Una tercera debilidad se puede encontrar en la naturaleza, concepto otra vez de moda tras la aparición del ecologismo. Si yo tengo una naturaleza, entonces ella, por un lado, es mi fortaleza, porque la naturaleza es principio de operaciones. Pero, por otro lado, es mi debilidad, porque la naturaleza me ha sido dada, y, como dada, no es obra mía. Mi naturaleza es, en cierta medida, un pasado con respecto a mí. Si fuese un futuro yo la podría construir, pero es un pasado. Y hay al menos otros dos puntos más en los que se muestra la debilidad del espíritu. Uno es el deseo. Pasamos ahora a la voluntad. Desear algo supone que lo deseado en cierta medida se me impone, yo no puedo desear más que porque hay algo que atrae arrastra mi atención y me empuja a querer alcanzarlo. Si esto es así, lo deseado tiene una cierta fuerza con respecto a mí; yo, una vez más, soy débil [9]. Este punto está muy claro, por ejemplo -como es sabido- en la disputa filosófica de Nietzsche contra Schopenhauer. Nietzsche rechaza la interpretación schopenhaueriana de la voluntad como mero deseo precisamente por esto. Si la voluntad es mero deseo entonces no somos más que pura debilidad. Pero eso no lo acepta Nietzsche. La voluntad es voluntad de poder. No puede admitir de ninguna manera que la voluntad sea deseo, porque eso sería tanto como volver a reintroducir aquello que el humanismo había querido apartar, a saber, la debilidad del espíritu.
Todavía hay un rasgo en el cual se puede ver -a mi juicio- dicha debilidad: en el uso amoroso de la voluntad. Amar supone un uso no dominativo de la voluntad. Amar es poseer, pero no en forma dominativa, sino respetuosa con el ser. Se trata, pues, de debilidad.

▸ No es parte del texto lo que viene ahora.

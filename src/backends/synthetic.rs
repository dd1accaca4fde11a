//! A backend that simulates model execution cost.
//!
//! It runs no model. Each call validates its inputs like a real runtime would,
//! then sleeps for a configured duration, which makes the whole harness
//! runnable and its timing predictable without an ML runtime.

use std::thread;
use std::time::Duration;

use log::{debug, info};
use serde::{Deserialize, Serialize};

use super::{Backend, GenerationOptions, TrainingArguments};
use crate::errors::{BackendError, BackendResult};
use crate::generators::{Dataset, DummyInput, InputValue};
use crate::input_shapes::InputShapes;
use crate::pretrained_config::PretrainedConfig;
use crate::tensor::Device;

#[derive(Debug, Clone, PartialEq, Serialize, Deserialize)]
#[serde(default)]
pub struct SyntheticBackendConfig {
    /// Reported as the pretrained configuration's model type when set.
    pub model_type: Option<String>,
    /// Overrides the task-based generation capability.
    pub can_generate: Option<bool>,
    pub forward_latency_ms: f64,
    pub generate_latency_per_token_ms: f64,
    pub train_step_latency_ms: f64,
    pub vocab_size: usize,
    pub num_labels: usize,
}

impl Default for SyntheticBackendConfig {
    fn default() -> Self {
        Self {
            model_type: None,
            can_generate: None,
            forward_latency_ms: 5.0,
            generate_latency_per_token_ms: 0.5,
            train_step_latency_ms: 2.0,
            vocab_size: 30522,
            num_labels: 2,
        }
    }
}

/// What a synthetic call processed.
#[derive(Debug, Clone, Copy, PartialEq, Eq)]
pub struct SyntheticOutput {
    pub batch_size: usize,
    pub new_tokens: usize,
}

pub struct SyntheticBackend {
    task: String,
    device: Device,
    config: SyntheticBackendConfig,
    pretrained_config: Option<PretrainedConfig>,
    prepared_shapes: Option<InputShapes>,
    forward_calls: usize,
    generate_calls: usize,
    train_steps: usize,
    cleaned: bool,
}

impl SyntheticBackend {
    pub fn new(task: &str, device: Device, config: SyntheticBackendConfig) -> Self {
        let pretrained_config = config.model_type.as_deref().map(|model_type| PretrainedConfig {
            vocab_size: Some(config.vocab_size),
            num_labels: Some(config.num_labels),
            ..PretrainedConfig::new(model_type)
        });
        info!(
            "Allocating synthetic backend for task {} on {}",
            task, device
        );
        Self {
            task: task.to_string(),
            device,
            config,
            pretrained_config,
            prepared_shapes: None,
            forward_calls: 0,
            generate_calls: 0,
            train_steps: 0,
            cleaned: false,
        }
    }

    pub fn forward_calls(&self) -> usize {
        self.forward_calls
    }

    pub fn generate_calls(&self) -> usize {
        self.generate_calls
    }

    pub fn train_steps(&self) -> usize {
        self.train_steps
    }

    pub fn prepared_shapes(&self) -> Option<&InputShapes> {
        self.prepared_shapes.as_ref()
    }

    pub fn is_cleaned(&self) -> bool {
        self.cleaned
    }

    /// Checks placement and returns the batch size of the input.
    fn check_input(&self, input: &DummyInput) -> BackendResult<usize> {
        if self.cleaned {
            return Err(BackendError::Execution {
                operation: "inference".to_string(),
                message: "backend was already cleaned".to_string(),
            });
        }
        let mut batch_size = 0;
        for (key, value) in input.iter() {
            if let InputValue::Tensor(tensor) = value {
                if tensor.device() != self.device {
                    return Err(BackendError::DeviceMismatch {
                        input: key.to_string(),
                        expected: self.device,
                        actual: tensor.device(),
                    });
                }
            }
            batch_size = batch_size.max(value.leading_dim());
        }
        Ok(batch_size)
    }

    fn simulate(milliseconds: f64) {
        if milliseconds > 0.0 {
            thread::sleep(Duration::from_secs_f64(milliseconds / 1000.0));
        }
    }
}

impl Backend for SyntheticBackend {
    type Output = SyntheticOutput;

    fn name(&self) -> &str {
        "synthetic"
    }

    fn task(&self) -> &str {
        &self.task
    }

    fn device(&self) -> Device {
        self.device
    }

    fn model_shapes(&self) -> InputShapes {
        InputShapes::from_pairs([
            ("vocab_size", self.config.vocab_size),
            ("num_labels", self.config.num_labels),
        ])
    }

    fn pretrained_config(&self) -> Option<&PretrainedConfig> {
        self.pretrained_config.as_ref()
    }

    fn is_text_generation_model(&self) -> bool {
        self.config
            .can_generate
            .unwrap_or_else(|| super::TEXT_GENERATION_TASKS.contains(&self.task.as_str()))
    }

    fn prepare_for_inference(&mut self, input_shapes: &InputShapes) -> BackendResult<()> {
        debug!("Preparing synthetic backend for shapes {:?}", input_shapes);
        self.prepared_shapes = Some(input_shapes.clone());
        Ok(())
    }

    fn forward(&mut self, input: &DummyInput) -> BackendResult<SyntheticOutput> {
        let batch_size = self.check_input(input)?;
        Self::simulate(self.config.forward_latency_ms);
        self.forward_calls += 1;
        Ok(SyntheticOutput {
            batch_size,
            new_tokens: 0,
        })
    }

    fn generate(
        &mut self,
        input: &DummyInput,
        options: &GenerationOptions,
    ) -> BackendResult<SyntheticOutput> {
        if !self.is_text_generation_model() {
            return Err(BackendError::Unsupported {
                operation: "generate".to_string(),
            });
        }
        let batch_size = self.check_input(input)?;
        let new_tokens = options.max_new_tokens;
        Self::simulate(self.config.generate_latency_per_token_ms * new_tokens as f64);
        self.generate_calls += 1;
        Ok(SyntheticOutput {
            batch_size,
            new_tokens,
        })
    }

    fn train(&mut self, dataset: &Dataset, arguments: &TrainingArguments) -> BackendResult<()> {
        if dataset.is_empty() {
            return Err(BackendError::Execution {
                operation: "train".to_string(),
                message: "dataset is empty".to_string(),
            });
        }
        let steps = arguments.total_steps(dataset.len());
        Self::simulate(self.config.train_step_latency_ms * steps as f64);
        self.train_steps += steps;
        Ok(())
    }

    fn clean(&mut self) -> BackendResult<()> {
        info!("Cleaning synthetic backend");
        self.prepared_shapes = None;
        self.cleaned = true;
        Ok(())
    }
}
//! Inference and training benchmarks driven through the backend contract.

pub mod benchmark_errors;
pub mod benchmark_runner;
pub mod benchmark_types;
pub mod inference;
pub mod performance_metrics;
pub mod results;
pub mod training;

pub use benchmark_errors::{BenchmarkError, BenchmarkResult};
pub use benchmark_runner::{
    BenchmarkRunner, ConfigLoader, DEFAULT_CONFIG_PATH, EXPERIMENT_CONFIG_FILE,
};
pub use benchmark_types::{
    BackendConfig, BenchmarkSettings, ExperimentConfig, InferenceConfig, TrainingConfig,
};
pub use inference::{INFERENCE_RESULTS_FILE, InferenceBenchmark};
pub use performance_metrics::{
    average_latency, mean, significant_figures, throughput, track_until_duration,
};
pub use results::ResultsTable;
pub use training::{TRAINING_RESULTS_FILE, TrainingBenchmark};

Así pues, el espíritu humano, tanto desde el punto de vista de su constitución, como de su uso intelectivo, como de su uso voluntario, parece mostrar varios rasgos de debilidad, y esos rasgos debería borrarlos una filosofía que proclame la fortaleza del espíritu. Es lo que se ha intentado en la filosofía moderna, con un programa consecuente, a partir, sobre todo, del siglo XIX. Tal vez Nietzsche, inspirador del existencialismo, sea el pensador que ha sacado, en este sentido, las consecuencias de la modernidad con más clara lucidez. Se proclama que nosotros tenemos que ver fundamentalmente con el futuro. Nosotros no tenemos naturaleza, dirá luego el existencialismo inspirado en Nietzsche, sino que construimos nuestro ser. No tenemos una naturaleza dada, dice Jean-Paul Sartre, un lector avezado de Nietzsche. De otro lado, el intelecto es un mero instrumento de la voluntad, como señala expresis verbis el mismo Nietzsche. El pragmatismo en el fondo dice eso también. Lo dice Ortega y Gasset: recuérdese su noción de beatería de la cultura [10]. Si el intelecto es instrumental con respecto a la voluntad desaparecen los problemas de debilidad que surgían en la interpretación clásica. De manera que ya se ha quitado la debilidad por parte del intelecto, por parte de la naturaleza y por parte del pasado. Y si la voluntad es voluntad de poder tampoco es débil. Eso es justamente lo que repite Nietzsche: la voluntad no es deseo y la voluntad no es amor. Porque además es característico de la filosofía moderna el abandono del sentido clásico del amor. No sólo el Humanismo puede acusar a la filosofía escolástica y a la religión católica de pervertir el espíritu [11]. También lo contrario se puede dar. La acusación al Humanismo de cometer un pecado contra el espíritu: no aceptar el valor especulativo del uso amoroso de la voluntad.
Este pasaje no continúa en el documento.